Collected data
[Start of section]

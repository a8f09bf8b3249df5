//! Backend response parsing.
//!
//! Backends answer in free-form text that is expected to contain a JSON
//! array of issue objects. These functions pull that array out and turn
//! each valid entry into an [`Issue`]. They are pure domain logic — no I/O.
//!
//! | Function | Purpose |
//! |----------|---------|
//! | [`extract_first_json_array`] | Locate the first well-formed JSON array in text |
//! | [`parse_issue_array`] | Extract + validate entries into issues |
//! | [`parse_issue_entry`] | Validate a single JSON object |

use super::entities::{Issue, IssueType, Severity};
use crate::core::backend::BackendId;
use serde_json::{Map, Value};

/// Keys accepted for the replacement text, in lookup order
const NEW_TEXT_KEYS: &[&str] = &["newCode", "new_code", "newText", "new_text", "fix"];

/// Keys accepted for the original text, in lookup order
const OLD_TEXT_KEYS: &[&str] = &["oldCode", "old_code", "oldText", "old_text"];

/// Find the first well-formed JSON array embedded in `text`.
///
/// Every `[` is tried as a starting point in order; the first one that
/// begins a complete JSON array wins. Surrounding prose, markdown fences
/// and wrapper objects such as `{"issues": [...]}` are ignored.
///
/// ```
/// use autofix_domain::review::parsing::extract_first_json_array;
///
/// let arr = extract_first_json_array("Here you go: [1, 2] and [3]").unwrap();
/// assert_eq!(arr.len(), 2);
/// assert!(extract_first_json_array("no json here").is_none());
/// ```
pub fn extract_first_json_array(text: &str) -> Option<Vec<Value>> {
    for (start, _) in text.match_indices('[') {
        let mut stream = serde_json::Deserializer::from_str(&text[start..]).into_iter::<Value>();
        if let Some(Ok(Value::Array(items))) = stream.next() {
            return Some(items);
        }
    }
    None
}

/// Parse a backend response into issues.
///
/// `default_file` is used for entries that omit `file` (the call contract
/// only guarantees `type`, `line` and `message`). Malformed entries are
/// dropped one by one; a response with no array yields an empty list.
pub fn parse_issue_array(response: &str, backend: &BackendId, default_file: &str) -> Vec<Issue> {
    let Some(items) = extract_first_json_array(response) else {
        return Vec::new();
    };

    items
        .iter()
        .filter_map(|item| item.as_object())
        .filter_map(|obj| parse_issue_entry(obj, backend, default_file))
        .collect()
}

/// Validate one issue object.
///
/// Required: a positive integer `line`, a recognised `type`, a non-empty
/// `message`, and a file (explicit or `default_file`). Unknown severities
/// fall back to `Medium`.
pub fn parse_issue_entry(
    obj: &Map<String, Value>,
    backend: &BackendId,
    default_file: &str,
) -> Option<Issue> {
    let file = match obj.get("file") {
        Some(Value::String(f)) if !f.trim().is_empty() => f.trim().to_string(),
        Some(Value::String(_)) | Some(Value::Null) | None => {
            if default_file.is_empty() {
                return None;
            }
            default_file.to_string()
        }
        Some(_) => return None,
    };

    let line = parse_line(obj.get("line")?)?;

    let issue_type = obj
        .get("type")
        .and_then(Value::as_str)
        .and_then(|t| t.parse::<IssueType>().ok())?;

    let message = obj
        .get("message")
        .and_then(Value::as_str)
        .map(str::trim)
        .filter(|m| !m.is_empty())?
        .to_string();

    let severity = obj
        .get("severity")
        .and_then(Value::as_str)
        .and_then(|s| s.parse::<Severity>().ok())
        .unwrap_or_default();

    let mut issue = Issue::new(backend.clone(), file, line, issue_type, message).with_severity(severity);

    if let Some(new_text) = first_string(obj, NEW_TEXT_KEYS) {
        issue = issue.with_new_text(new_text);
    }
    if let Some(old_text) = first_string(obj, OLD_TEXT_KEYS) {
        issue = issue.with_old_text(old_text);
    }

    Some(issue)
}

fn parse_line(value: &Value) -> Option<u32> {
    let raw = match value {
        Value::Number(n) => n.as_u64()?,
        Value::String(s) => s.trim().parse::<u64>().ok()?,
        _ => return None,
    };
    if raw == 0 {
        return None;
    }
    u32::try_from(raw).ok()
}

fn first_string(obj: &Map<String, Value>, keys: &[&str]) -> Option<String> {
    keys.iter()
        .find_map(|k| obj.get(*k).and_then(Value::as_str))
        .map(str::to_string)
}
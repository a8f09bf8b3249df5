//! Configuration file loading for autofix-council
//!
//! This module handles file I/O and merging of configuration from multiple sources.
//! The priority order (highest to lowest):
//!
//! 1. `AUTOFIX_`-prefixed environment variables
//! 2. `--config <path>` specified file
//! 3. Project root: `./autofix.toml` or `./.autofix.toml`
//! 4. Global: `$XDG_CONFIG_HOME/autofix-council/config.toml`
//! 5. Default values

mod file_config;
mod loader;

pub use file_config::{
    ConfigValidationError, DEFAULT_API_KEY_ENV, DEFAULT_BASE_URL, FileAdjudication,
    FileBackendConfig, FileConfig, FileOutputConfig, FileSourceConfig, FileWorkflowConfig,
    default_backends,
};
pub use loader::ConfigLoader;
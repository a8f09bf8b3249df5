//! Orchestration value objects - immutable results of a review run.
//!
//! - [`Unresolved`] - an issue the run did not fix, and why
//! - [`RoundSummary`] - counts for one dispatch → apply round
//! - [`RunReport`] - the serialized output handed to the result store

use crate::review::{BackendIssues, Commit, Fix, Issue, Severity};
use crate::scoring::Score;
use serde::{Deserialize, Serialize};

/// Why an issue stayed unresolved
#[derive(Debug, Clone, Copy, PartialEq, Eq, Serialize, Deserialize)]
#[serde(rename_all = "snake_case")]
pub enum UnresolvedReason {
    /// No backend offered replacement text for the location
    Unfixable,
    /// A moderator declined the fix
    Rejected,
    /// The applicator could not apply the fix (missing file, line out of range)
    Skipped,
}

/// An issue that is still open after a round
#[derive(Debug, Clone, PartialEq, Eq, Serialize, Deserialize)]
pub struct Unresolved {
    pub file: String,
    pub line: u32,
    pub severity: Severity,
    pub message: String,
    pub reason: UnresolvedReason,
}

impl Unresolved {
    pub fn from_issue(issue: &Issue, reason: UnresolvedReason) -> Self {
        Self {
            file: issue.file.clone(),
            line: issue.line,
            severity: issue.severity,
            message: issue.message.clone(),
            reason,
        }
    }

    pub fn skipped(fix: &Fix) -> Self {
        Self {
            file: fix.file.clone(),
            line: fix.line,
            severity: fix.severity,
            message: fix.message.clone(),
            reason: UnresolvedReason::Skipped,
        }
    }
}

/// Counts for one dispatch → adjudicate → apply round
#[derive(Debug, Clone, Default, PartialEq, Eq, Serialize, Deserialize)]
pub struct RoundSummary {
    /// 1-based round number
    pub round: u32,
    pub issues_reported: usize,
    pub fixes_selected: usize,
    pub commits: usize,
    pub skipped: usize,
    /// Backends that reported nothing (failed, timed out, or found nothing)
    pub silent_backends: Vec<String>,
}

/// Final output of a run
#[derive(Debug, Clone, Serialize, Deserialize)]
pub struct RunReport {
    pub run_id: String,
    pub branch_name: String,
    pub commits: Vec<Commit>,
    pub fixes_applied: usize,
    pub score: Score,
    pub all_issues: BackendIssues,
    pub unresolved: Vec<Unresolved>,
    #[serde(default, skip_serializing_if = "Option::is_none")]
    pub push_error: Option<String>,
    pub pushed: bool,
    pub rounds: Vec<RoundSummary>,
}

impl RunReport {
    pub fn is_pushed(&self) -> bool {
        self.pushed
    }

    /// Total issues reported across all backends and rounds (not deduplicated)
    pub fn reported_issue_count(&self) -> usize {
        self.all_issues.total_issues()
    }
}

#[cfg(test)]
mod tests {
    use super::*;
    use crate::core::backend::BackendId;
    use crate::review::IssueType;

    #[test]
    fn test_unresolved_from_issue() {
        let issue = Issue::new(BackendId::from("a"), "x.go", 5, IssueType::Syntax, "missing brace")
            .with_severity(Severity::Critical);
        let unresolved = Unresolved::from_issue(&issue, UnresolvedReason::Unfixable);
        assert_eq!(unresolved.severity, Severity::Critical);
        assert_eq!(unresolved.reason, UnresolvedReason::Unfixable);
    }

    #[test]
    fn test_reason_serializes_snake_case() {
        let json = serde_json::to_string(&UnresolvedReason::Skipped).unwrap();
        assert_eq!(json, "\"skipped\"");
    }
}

[End of section]

**TO DO**
Go through the data above and return each line containing the string "that".

**TASK ANSWER**
//! Backends answer in free-form text that is expected to contain a JSON
//! array of issue objects. These functions pull that array out and turn
/// Every `[` is tried as a starting point in order; the first one that
/// `default_file` is used for entries that omit `file` (the call contract
/// An issue that is still open after a round
    /// Backends that reported nothing (failed, timed out, or found nothing)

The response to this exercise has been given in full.